Beim Auftragen von Autowachs ist entscheidend, dass Sie über ein passendes Tuch verfügen. Hierzu genügt bereits ein fusselfreier Lappen aus Mikrofasern, ein Poliertuch oder eine Polierwatte. Es sollte sich um ein einwandfreies und sauberes Tuch handeln.
Entscheidend ist weiter, dass Sie das Wachs nicht zu dick auftragen. Bei Sprühwachs ist dies meist kein Problem. Bei Hartwachs bedarf es hierzu etwas Übung. Ein Hartwachs bedarf einer Einwirkzeit von ca. 30 Minuten. Besser ist aber eine Stunde, damit es gänzlich getrocknet ist.

Achten Sie darauf, das Wachs nicht zu dick aufzutragen.
Vor der Verwendung von Autowachs sollten Sie das Auto zuerst gründlich waschen. Je nachdem, wie ausgiebig Sie Ihr Auto polieren wollen, kann auf das Waschen eine Lackreinigung folgen und anschließend das Wachs, beziehungsweise eine andere Politur. Der perfekte Autowachs-Test besteht dann darin, dass Sie Ihr Auto dem Regen aussetzen: Perlen die Tropfen gut ab, wurde das Wachs richtig aufgetragen. Bilden sich auf dem Lack Wasserpfützen, wurde das Wachs nicht korrekt aufgetragen.

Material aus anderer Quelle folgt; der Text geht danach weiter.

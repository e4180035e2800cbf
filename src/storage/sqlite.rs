use std::collections::HashMap;

use anyhow::{bail, Context, Result};
use async_trait::async_trait;
use chrono::{DateTime, Utc};
use sqlx::{sqlite::SqlitePool, Row};
use uuid::Uuid;

use super::{encryption, Integration, IntegrationInput, Storage};

pub struct SqliteStorage {
    pool: SqlitePool,
}

impl SqliteStorage {
    pub async fn new(database_url: &str) -> Result<Self> {
        let pool = SqlitePool::connect(database_url).await?;
        Ok(Self { pool })
    }
}

#[async_trait]
impl Storage for SqliteStorage {
    async fn init(&self) -> Result<()> {
        sqlx::query(
            r#"
            CREATE TABLE IF NOT EXISTS integrations (
                id TEXT PRIMARY KEY,
                name TEXT NOT NULL,
                is_active INTEGER NOT NULL,
                login_url TEXT NOT NULL,
                login_method TEXT NOT NULL,
                email TEXT NOT NULL,
                password TEXT NOT NULL,
                csrf_selector TEXT,
                csrf_header TEXT,
                create_invoice_url TEXT NOT NULL,
                create_invoice_method TEXT NOT NULL,
                headers TEXT NOT NULL,
                field_mapping TEXT NOT NULL,
                static_fields TEXT NOT NULL,
                list_invoices_url TEXT,
                invoice_number_prefix TEXT,
                invoice_number_suffix TEXT,
                created_at TEXT NOT NULL,
                updated_at TEXT NOT NULL
            );
            "#,
        )
        .execute(&self.pool)
        .await?;
        Ok(())
    }

    async fn create_integration(&self, input: &IntegrationInput) -> Result<Integration> {
        let Some(password) = &input.password else {
            bail!("a password is required to create an integration");
        };
        let encrypted = encryption::encrypt(password)?;

        let now = Utc::now();
        let integration = Integration {
            id: Uuid::new_v4(),
            name: input.name.clone(),
            is_active: input.is_active,
            login_url: input.login_url.clone(),
            login_method: input.login_method.clone(),
            email: input.email.clone(),
            password: encrypted,
            csrf_selector: input.csrf_selector.clone(),
            csrf_header: input.csrf_header.clone(),
            create_invoice_url: input.create_invoice_url.clone(),
            create_invoice_method: input.create_invoice_method.clone(),
            headers: input.headers.clone(),
            field_mapping: input.field_mapping.clone(),
            static_fields: input.static_fields.clone(),
            list_invoices_url: input.list_invoices_url.clone(),
            invoice_number_prefix: input.invoice_number_prefix.clone(),
            invoice_number_suffix: input.invoice_number_suffix.clone(),
            created_at: now,
            updated_at: now,
        };

        sqlx::query(
            "INSERT INTO integrations (id, name, is_active, login_url, login_method, email, password,
                 csrf_selector, csrf_header, create_invoice_url, create_invoice_method,
                 headers, field_mapping, static_fields, list_invoices_url,
                 invoice_number_prefix, invoice_number_suffix, created_at, updated_at)
             VALUES (?, ?, ?, ?, ?, ?, ?, ?, ?, ?, ?, ?, ?, ?, ?, ?, ?, ?, ?)",
        )
        .bind(integration.id.to_string())
        .bind(&integration.name)
        .bind(integration.is_active)
        .bind(&integration.login_url)
        .bind(&integration.login_method)
        .bind(&integration.email)
        .bind(&integration.password)
        .bind(&integration.csrf_selector)
        .bind(&integration.csrf_header)
        .bind(&integration.create_invoice_url)
        .bind(&integration.create_invoice_method)
        .bind(serde_json::to_string(&integration.headers)?)
        .bind(serde_json::to_string(&integration.field_mapping)?)
        .bind(serde_json::to_string(&integration.static_fields)?)
        .bind(&integration.list_invoices_url)
        .bind(&integration.invoice_number_prefix)
        .bind(&integration.invoice_number_suffix)
        .bind(integration.created_at.to_rfc3339())
        .bind(integration.updated_at.to_rfc3339())
        .execute(&self.pool)
        .await?;

        Ok(integration)
    }

    async fn update_integration(
        &self,
        id: Uuid,
        input: &IntegrationInput,
    ) -> Result<Option<Integration>> {
        let Some(existing) = self.get_integration(id).await? else {
            return Ok(None);
        };

        // No password in the input keeps the stored credential.
        let password = match &input.password {
            Some(plaintext) => encryption::encrypt(plaintext)?,
            None => existing.password.clone(),
        };

        let updated = Integration {
            id,
            name: input.name.clone(),
            is_active: input.is_active,
            login_url: input.login_url.clone(),
            login_method: input.login_method.clone(),
            email: input.email.clone(),
            password,
            csrf_selector: input.csrf_selector.clone(),
            csrf_header: input.csrf_header.clone(),
            create_invoice_url: input.create_invoice_url.clone(),
            create_invoice_method: input.create_invoice_method.clone(),
            headers: input.headers.clone(),
            field_mapping: input.field_mapping.clone(),
            static_fields: input.static_fields.clone(),
            list_invoices_url: input.list_invoices_url.clone(),
            invoice_number_prefix: input.invoice_number_prefix.clone(),
            invoice_number_suffix: input.invoice_number_suffix.clone(),
            created_at: existing.created_at,
            updated_at: Utc::now(),
        };

        sqlx::query(
            "UPDATE integrations SET name=?, is_active=?, login_url=?, login_method=?, email=?,
                 password=?, csrf_selector=?, csrf_header=?, create_invoice_url=?,
                 create_invoice_method=?, headers=?, field_mapping=?, static_fields=?,
                 list_invoices_url=?, invoice_number_prefix=?, invoice_number_suffix=?, updated_at=?
             WHERE id=?",
        )
        .bind(&updated.name)
        .bind(updated.is_active)
        .bind(&updated.login_url)
        .bind(&updated.login_method)
        .bind(&updated.email)
        .bind(&updated.password)
        .bind(&updated.csrf_selector)
        .bind(&updated.csrf_header)
        .bind(&updated.create_invoice_url)
        .bind(&updated.create_invoice_method)
        .bind(serde_json::to_string(&updated.headers)?)
        .bind(serde_json::to_string(&updated.field_mapping)?)
        .bind(serde_json::to_string(&updated.static_fields)?)
        .bind(&updated.list_invoices_url)
        .bind(&updated.invoice_number_prefix)
        .bind(&updated.invoice_number_suffix)
        .bind(updated.updated_at.to_rfc3339())
        .bind(id.to_string())
        .execute(&self.pool)
        .await?;

        Ok(Some(updated))
    }

    async fn get_integration(&self, id: Uuid) -> Result<Option<Integration>> {
        let row = sqlx::query("SELECT * FROM integrations WHERE id = ?")
            .bind(id.to_string())
            .fetch_optional(&self.pool)
            .await?;

        match row {
            Some(row) => Ok(Some(row_to_integration(&row)?)),
            None => Ok(None),
        }
    }

    async fn list_integrations(&self) -> Result<Vec<Integration>> {
        let rows = sqlx::query("SELECT * FROM integrations ORDER BY created_at")
            .fetch_all(&self.pool)
            .await?;

        let mut integrations = Vec::with_capacity(rows.len());
        for row in rows {
            integrations.push(row_to_integration(&row)?);
        }
        Ok(integrations)
    }

    async fn delete_integration(&self, id: Uuid) -> Result<bool> {
        let result = sqlx::query("DELETE FROM integrations WHERE id = ?")
            .bind(id.to_string())
            .execute(&self.pool)
            .await?;
        Ok(result.rows_affected() > 0)
    }
}

fn row_to_integration(row: &sqlx::sqlite::SqliteRow) -> Result<Integration> {
    let headers: String = row.get("headers");
    let field_mapping: String = row.get("field_mapping");
    let static_fields: String = row.get("static_fields");

    Ok(Integration {
        id: Uuid::parse_str(row.get("id"))?,
        name: row.get("name"),
        is_active: row.get("is_active"),
        login_url: row.get("login_url"),
        login_method: row.get("login_method"),
        email: row.get("email"),
        password: row.get("password"),
        csrf_selector: row.get("csrf_selector"),
        csrf_header: row.get("csrf_header"),
        create_invoice_url: row.get("create_invoice_url"),
        create_invoice_method: row.get("create_invoice_method"),
        headers: parse_map(&headers).context("headers column")?,
        field_mapping: parse_map(&field_mapping).context("field_mapping column")?,
        static_fields: parse_map(&static_fields).context("static_fields column")?,
        list_invoices_url: row.get("list_invoices_url"),
        invoice_number_prefix: row.get("invoice_number_prefix"),
        invoice_number_suffix: row.get("invoice_number_suffix"),
        created_at: parse_timestamp(row.get("created_at"))?,
        updated_at: parse_timestamp(row.get("updated_at"))?,
    })
}

fn parse_map(raw: &str) -> Result<HashMap<String, String>> {
    Ok(serde_json::from_str(raw)?)
}

fn parse_timestamp(raw: &str) -> Result<DateTime<Utc>> {
    Ok(DateTime::parse_from_rfc3339(raw)?.with_timezone(&Utc))
}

Stehen Ihnen mehrere Wachse zur Verfügung, können Sie gut einen Autowachs-Vergleich machen, indem Sie unterschiedliche Wachse auf bestimmte Teile des Autos auftragen. Das beste Autowachs zeichnet sich dadurch aus, dass es keinerlei Probleme mit Regennässe und einen sehr guten Abperleffekt aufweist.
Tipp: Im Gegensatz zum Wachs ist die Politur ein kostspieliges Unterfangen: Der Erwerb einer Poliermaschine kann zu einer wahren Investition. Um eine Poliermaschine verwenden zu können, bedarf es zudem an Vorerfahrung.